3.3. General Discussion

For rapid optimization, the injection rate and fluid rheological parameters are preset or tuned within certain ranges according to the actual treatment conditions, and the pad fluid volume needs to be optimized automatically. To this end, it is important to analyze the influences of the injection rate and fluid rheological parameters on the optimization results. Furthermore, the reservoir permeability has a strong influence on the optimization results, which will be also discussed in this section. Although the discussions used the specific data above, they are quite general and very useful for the field optimization design especially using the proposed methods in this paper. Moreover, the findings in this section are consistent well with the established knowledge. They are presented here for completeness.

3.3.1. Injection Rate

Based on the above data, we consider several injection rates: 4, 5, 6, 7, 8 and 9 m3/min. Other parameters, including proppant pumping curve index b and fluid rheological parameters are obtained from Table 3 and held constant. Then, the curve describing the relationship between pad fluid volume and injection rate is obtained, as shown in Figure 10. To generate the same fracture with the same fluid and proppant pumping schedule, the required pad fluid volume decreases with increasing injection rate. Note that when the injection rate is small, the required pad fluid volume is excessively large, which is unfeasible in terms of treatment difficulty and cost. Therefore, it is suggested to select a larger injection rate, within the treatment limitations, in order to reduce the amount of pad fluid used.

3.3.2. Fluid’s Apparent Viscosity

Based on the above data, we can take different fluid’s apparent viscosities, such as 20 mPa·s (for instance, if K = 0.46 Pa·sn and n = 0.5), 30 mPa·s (K = 0.5 Pa·sn and n = 0.55), 58 mPa·s (K = 0.7 Pa·sn and n = 0.6), 80 mPa·s (K = 0.71 Pa·sn and n = 0.65), and 100 mPa·s (K = 0.79 Pa·sn and n = 0.67). Other parameters come from Table 3 and are held constant. Then, the curve describing the relationship between the pad fluid volume and the fluid’s apparent viscosity is as shown in Figure 11. To generate the same fracture with the same injection rate and proppant pumping schedule, the required pad fluid volume decreases with increasing apparent viscosity of the fluid. Note that when the fluid’s apparent viscosity is small, the required pad fluid volume is excessively large, which is unfeasible in terms of treatment difficulty and cost. Therefore, it is concluded that a larger apparent fluid viscosity reduces the amount of pad fluid used.

3.3.3. Reservoir Permeability

Based on the above data, we now consider reservoir permeability values of: 0.001, 0.01, 0.1, 0.2, 0.35, 0.46 and 1 md. Figure 12 shows the optimal propped fracture half-lengths and widths for various reservoir permeabilities. With increases in reservoir permeability, the optimal fracture half-length decreases while the optimal fracture width increases. This is consistent with established knowledge. That is to say, for very low permeability reservoirs, long and narrow fractures should be created.
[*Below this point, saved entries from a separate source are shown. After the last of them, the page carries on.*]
use std::{collections::BTreeMap, sync::Mutex};

use llamadash_protocol::{Preset, entity::PresetSections, methods::PresetDeleted};

use crate::{
    error::{MethodError, MethodResult},
    services::lock,
};

const VERSION_LINE: &str = "LLAMA_CONFIG_VERSION = 1";

/// Parse `[section]` / `key = value` text. Blank lines, `;` comments and
/// keys outside any section are skipped.
pub fn parse_ini(content: &str) -> PresetSections {
    let mut sections = PresetSections::new();
    let mut current: Option<String> = None;

    for line in content.lines() {
        let line = line.trim();
        if line.is_empty() || line.starts_with(';') {
            continue;
        }
        if let Some(name) = line.strip_prefix('[').and_then(|l| l.strip_suffix(']')) {
            sections.insert(name.to_string(), BTreeMap::new());
            current = Some(name.to_string());
            continue;
        }
        if let (Some(section), Some((key, value))) = (&current, line.split_once('='))
            && let Some(entries) = sections.get_mut(section)
        {
            entries.insert(key.trim().to_string(), value.trim().to_string());
        }
    }
    sections
}

/// Render sections as INI, leaving out empty values.
///
/// A leading `_` marks a key to be written verbatim, so `_nCtx` renders as
/// `nCtx`. A lone `_` is kept as is.
pub fn render_ini(sections: &PresetSections) -> String {
    let mut out = format!("{VERSION_LINE}\n\n");
    for (section, entries) in sections {
        out.push_str(&format!("[{section}]\n"));
        for (key, value) in entries.iter().filter(|(_, v)| !v.is_empty()) {
            let key = key.strip_prefix('_').filter(|k| !k.is_empty()).unwrap_or(key);
            out.push_str(&format!("{key} = {value}\n"));
        }
        out.push('\n');
    }
    out
}

/// Preset files kept in memory, keyed by name.
#[derive(Default)]
pub struct PresetStore {
    files: Mutex<BTreeMap<String, String>>,
}

fn validate_name(name: &str) -> MethodResult<()> {
    let bad = name.trim().is_empty()
        || name.contains(['/', '\\'])
        || name.contains("..");
    if bad {
        return Err(MethodError::InvalidParams(format!(
            "invalid preset name: {name:?}"
        )));
    }
    Ok(())
}

fn to_preset(name: &str, raw: &str) -> Preset {
    Preset {
        name: name.to_string(),
        path: format!("presets/{name}.ini"),
        file: format!("{name}.ini"),
        parameters: parse_ini(raw),
        raw: raw.to_string(),
    }
}

impl PresetStore {
    pub fn new() -> Self {
        Self::default()
    }

    pub fn list(&self) -> Vec<Preset> {
        lock(&self.files)
            .iter()
            .map(|(name, raw)| to_preset(name, raw))
            .collect()
    }

    pub fn read(&self, name: &str) -> MethodResult<Preset> {
        lock(&self.files)
            .get(name)
            .map(|raw| to_preset(name, raw))
            .ok_or_else(|| MethodError::not_found("Preset", name))
    }

    /// Write `config`, replacing any existing preset of that name.
    pub fn save(&self, name: &str, config: &PresetSections) -> MethodResult<Preset> {
        validate_name(name)?;
        let raw = render_ini(config);
        let preset = to_preset(name, &raw);
        lock(&self.files).insert(name.to_string(), raw);
        Ok(preset)
    }

    /// Create an empty preset with a global `[*]` section.
    pub fn create(&self, name: &str, description: Option<&str>) -> MethodResult<Preset> {
        validate_name(name)?;
        let mut files = lock(&self.files);
        if files.contains_key(name) {
            return Err(MethodError::InvalidParams(format!(
                "Preset already exists: {name}"
            )));
        }
        let mut raw = String::new();
        if let Some(description) = description {
            raw.push_str(&format!("; {description}\n"));
        }
        raw.push_str(&render_ini(&PresetSections::from([(
            "*".to_string(),
            BTreeMap::new(),
        )])));
        let preset = to_preset(name, &raw);
        files.insert(name.to_string(), raw);
        Ok(preset)
    }

    pub fn delete(&self, name: &str) -> MethodResult<PresetDeleted> {
        lock(&self.files)
            .remove(name)
            .map(|_| PresetDeleted {
                filename: name.to_string(),
                deleted: true,
            })
            .ok_or_else(|| MethodError::not_found("Preset", name))
    }

    /// Store raw INI text as-is.
    pub fn insert_raw(&self, name: &str, raw: impl Into<String>) -> MethodResult<Preset> {
        validate_name(name)?;
        let raw = raw.into();
        let preset = to_preset(name, &raw);
        lock(&self.files).insert(name.to_string(), raw);
        Ok(preset)
    }
}
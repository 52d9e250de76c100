//! Reconciled local copies of server-owned collections.
//!
//! A [`DomainCache`] holds `None` until its first load, then an ordered list
//! of entities behind an `Arc`. Every effective change publishes a fresh
//! `Arc` on a watch channel, so subscribers can detect change with
//! `Arc::ptr_eq`. Mutators are local and synchronous; only
//! [`DomainCache::refresh`] and [`DomainCache::perform`] touch the network.

use std::sync::{
    Arc,
    atomic::{AtomicBool, Ordering},
};

use {
    llamadash_protocol::Entity,
    serde::de::DeserializeOwned,
    serde_json::{Value, json},
    tokio::sync::watch,
    tracing::debug,
};

use crate::{Error, Result, rpc::Correlator};

/// Published state: `None` until loaded.
pub type Snapshot<T> = Option<Arc<Vec<T>>>;

/// Where a collection is listed from.
#[derive(Debug, Clone, Copy, PartialEq, Eq)]
pub struct Collection {
    /// Human name used in errors and logs.
    pub family: &'static str,
    pub list_event: &'static str,
    /// Field of the list result holding the entities.
    pub list_field: &'static str,
}

/// An out-of-band update, usually decoded from a broadcast.
pub enum Change<T: Entity> {
    Upsert(T),
    Patch(T::Id, T::Patch),
    PatchWhere(Box<dyn Fn(&T) -> bool + Send + Sync>, T::Patch),
    Remove(T::Id),
    Reset(Vec<T>),
}

pub struct DomainCache<T: Entity> {
    collection: Collection,
    rpc: Arc<Correlator>,
    state: watch::Sender<Snapshot<T>>,
    stale: AtomicBool,
}

impl<T: Entity> DomainCache<T> {
    pub fn new(collection: Collection, rpc: Arc<Correlator>) -> Self {
        let (state, _) = watch::channel(None);
        Self {
            collection,
            rpc,
            state,
            stale: AtomicBool::new(false),
        }
    }

    pub fn family(&self) -> &'static str {
        self.collection.family
    }

    pub fn snapshot(&self) -> Snapshot<T> {
        self.state.borrow().clone()
    }

    pub fn subscribe(&self) -> watch::Receiver<Snapshot<T>> {
        self.state.subscribe()
    }

    pub fn get(&self, id: &T::Id) -> Option<T> {
        self.state
            .borrow()
            .as_deref()
            .and_then(|items| items.iter().find(|e| e.id() == id).cloned())
    }

    pub fn contains(&self, id: &T::Id) -> bool {
        self.state
            .borrow()
            .as_deref()
            .is_some_and(|items| items.iter().any(|e| e.id() == id))
    }

    pub fn len(&self) -> usize {
        self.state.borrow().as_deref().map_or(0, Vec::len)
    }

    pub fn is_empty(&self) -> bool {
        self.len() == 0
    }

    /// Whether the collection has been loaded or mutated at least once.
    pub fn is_loaded(&self) -> bool {
        self.state.borrow().is_some()
    }

    pub fn is_stale(&self) -> bool {
        self.stale.load(Ordering::Relaxed)
    }

    /// Flag the data as possibly outdated, e.g. after a disconnect.
    pub fn mark_stale(&self) {
        self.stale.store(true, Ordering::Relaxed);
    }

    /// Run `f` over the current items. `Some(next)` publishes `next`; `None`
    /// publishes nothing, except that an unloaded collection becomes empty.
    fn modify(&self, f: impl FnOnce(&[T]) -> Option<Vec<T>>) -> bool {
        self.state.send_if_modified(|state| {
            let current = state.as_deref().map_or(&[][..], Vec::as_slice);
            match f(current) {
                Some(next) => {
                    *state = Some(Arc::new(next));
                    true
                },
                None if state.is_none() => {
                    *state = Some(Arc::new(Vec::new()));
                    true
                },
                None => false,
            }
        })
    }

    /// Append an entity.
    pub fn add(&self, entity: T) {
        self.modify(|items| {
            let mut next = items.to_vec();
            next.push(entity);
            Some(next)
        });
    }

    /// Shallow-merge `patch` into the entity with `id`. Returns whether it
    /// was found; a missing id changes nothing.
    pub fn update(&self, id: &T::Id, patch: &T::Patch) -> bool {
        let mut found = false;
        self.modify(|items| {
            let index = items.iter().position(|e| e.id() == id)?;
            found = true;
            let mut next = items.to_vec();
            next[index].apply(patch);
            Some(next)
        });
        found
    }

    /// Patch every entity matching `pred`. Returns how many matched.
    pub fn update_where(&self, pred: impl Fn(&T) -> bool, patch: &T::Patch) -> usize {
        let mut count = 0;
        self.modify(|items| {
            let mut next = items.to_vec();
            for entity in next.iter_mut() {
                if pred(&*entity) {
                    entity.apply(patch);
                    count += 1;
                }
            }
            (count > 0).then_some(next)
        });
        count
    }

    /// Replace the entity with the same id, or append it when unseen.
    ///
    /// When both sides carry a version, an incoming entity older than the
    /// cached one is ignored and `false` is returned.
    pub fn upsert(&self, entity: T) -> bool {
        let mut applied = false;
        self.modify(|items| {
            let mut next = items.to_vec();
            match items.iter().position(|e| e.id() == entity.id()) {
                Some(index) if is_older(&entity, &items[index]) => return None,
                Some(index) => next[index] = entity,
                None => next.push(entity),
            }
            applied = true;
            Some(next)
        });
        applied
    }

    /// Upsert at the head of the list and keep at most `capacity` items.
    pub fn upsert_front(&self, entity: T, capacity: usize) -> bool {
        let mut applied = false;
        self.modify(|items| {
            let mut next = items.to_vec();
            match items.iter().position(|e| e.id() == entity.id()) {
                Some(index) if is_older(&entity, &items[index]) => return None,
                Some(index) => next[index] = entity,
                None => next.insert(0, entity),
            }
            next.truncate(capacity);
            applied = true;
            Some(next)
        });
        applied
    }

    /// Remove the entity with `id`. Returns whether it was present.
    pub fn remove(&self, id: &T::Id) -> bool {
        let mut removed = false;
        self.modify(|items| {
            let index = items.iter().position(|e| e.id() == id)?;
            removed = true;
            let mut next = items.to_vec();
            next.remove(index);
            Some(next)
        });
        removed
    }

    /// Replace the whole collection.
    pub fn replace_all(&self, items: Vec<T>) {
        self.state.send_replace(Some(Arc::new(items)));
    }

    pub fn apply(&self, change: Change<T>) -> bool {
        match change {
            Change::Upsert(entity) => self.upsert(entity),
            Change::Patch(id, patch) => self.update(&id, &patch),
            Change::PatchWhere(pred, patch) => self.update_where(pred, &patch) > 0,
            Change::Remove(id) => self.remove(&id),
            Change::Reset(items) => {
                self.replace_all(items);
                true
            },
        }
    }

    /// Issue an entity-scoped request. Fails with `NotFound`, without
    /// sending anything, when `id` is not in the local collection.
    pub async fn perform(&self, id: &T::Id, event: &str, payload: Value) -> Result<Value> {
        if !self.contains(id) {
            return Err(Error::not_found(self.collection.family, id));
        }
        self.rpc.request(event, payload).await
    }

    pub fn rpc(&self) -> &Arc<Correlator> {
        &self.rpc
    }
}

impl<T: Entity + DeserializeOwned> DomainCache<T> {
    /// Replace the collection with the server's list.
    pub async fn refresh(&self) -> Result<Arc<Vec<T>>> {
        self.refresh_with(json!({})).await
    }

    pub async fn refresh_with(&self, payload: Value) -> Result<Arc<Vec<T>>> {
        let data = self.rpc.request(self.collection.list_event, payload).await?;
        let items: Vec<T> = match data.get(self.collection.list_field) {
            None | Some(Value::Null) => Vec::new(),
            Some(list) => serde_json::from_value(list.clone())?,
        };
        let items = Arc::new(items);
        self.state.send_replace(Some(Arc::clone(&items)));
        self.stale.store(false, Ordering::Relaxed);
        debug!(family = self.collection.family, count = items.len(), "refreshed");
        Ok(items)
    }
}

fn is_older<T: Entity>(incoming: &T, cached: &T) -> bool {
    matches!((incoming.version(), cached.version()), (Some(new), Some(old)) if new < old)
}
For low-to-medium permeability reservoirs, short and wide fractures should be created. Figure 13 shows the optimal dimensionless fracture conductivity and the maximum dimensionless productivity index for different reservoir permeabilities. From the figure, we can see that with decreases in reservoir permeability, the maximum dimensionless productivity increases. Despite this, as actual production is proportional to reservoir permeability, for very low-permeability reservoirs, absolute production remains low.
During the optimization for various reservoir permeabilities, other parameters, including the injected proppant volume on the ground, injection rate, and desired proppant concentration are taken from Table 3 and kept invariable. The pad fluid volume and the fluid rheological parameters are optimized automatically. Figure 14 shows the optimized pad fluid volume and the fluid’s apparent viscosity for different reservoir permeabilities. The figure shows that with increases in reservoir permeability, the pad fluid volume increases and the fluid’s apparent viscosity increases accordingly. Thus, it can be seen that for very low permeability reservoirs, low viscosity fluid should be used, and for low-to-medium permeability reservoirs, high viscosity fluid should be used. This is also consistent with established knowledge.

3.4. Special Discussion

Besides the general parameters discussed above, two other important parameters are introduced in this paper for coupling the fracturing treatment optimization and fracture geometry optimization: desired proppant concentration in the fracture and injected proppant volume on the ground. The desired proppant concentration in the fracture is used to solve the optimal fracture half-length and width. It also affects the treatment parameters in the fracture propagation model to reach the optimal fracture dimensions. The determination of it will be discussed in this section.
The injected proppant volume on the ground is also a key factor for fracturing. It determines the optimal fracture dimensions. Generally, there are two methods for optimizing it. The first is to select the maximum proppant volume that can be injected by the field treatment equipment, under the condition that all the treatment parameters are optimized to obtain the maximum productivity index using the proposed method. The second is to determine the injected proppant volume so as to maximize the NPV. For illustration, the influence of the injected proppant volume on the treatment parameter optimization results will be discussed, and the injected proppant volume used for the treatment will be determined using the first method.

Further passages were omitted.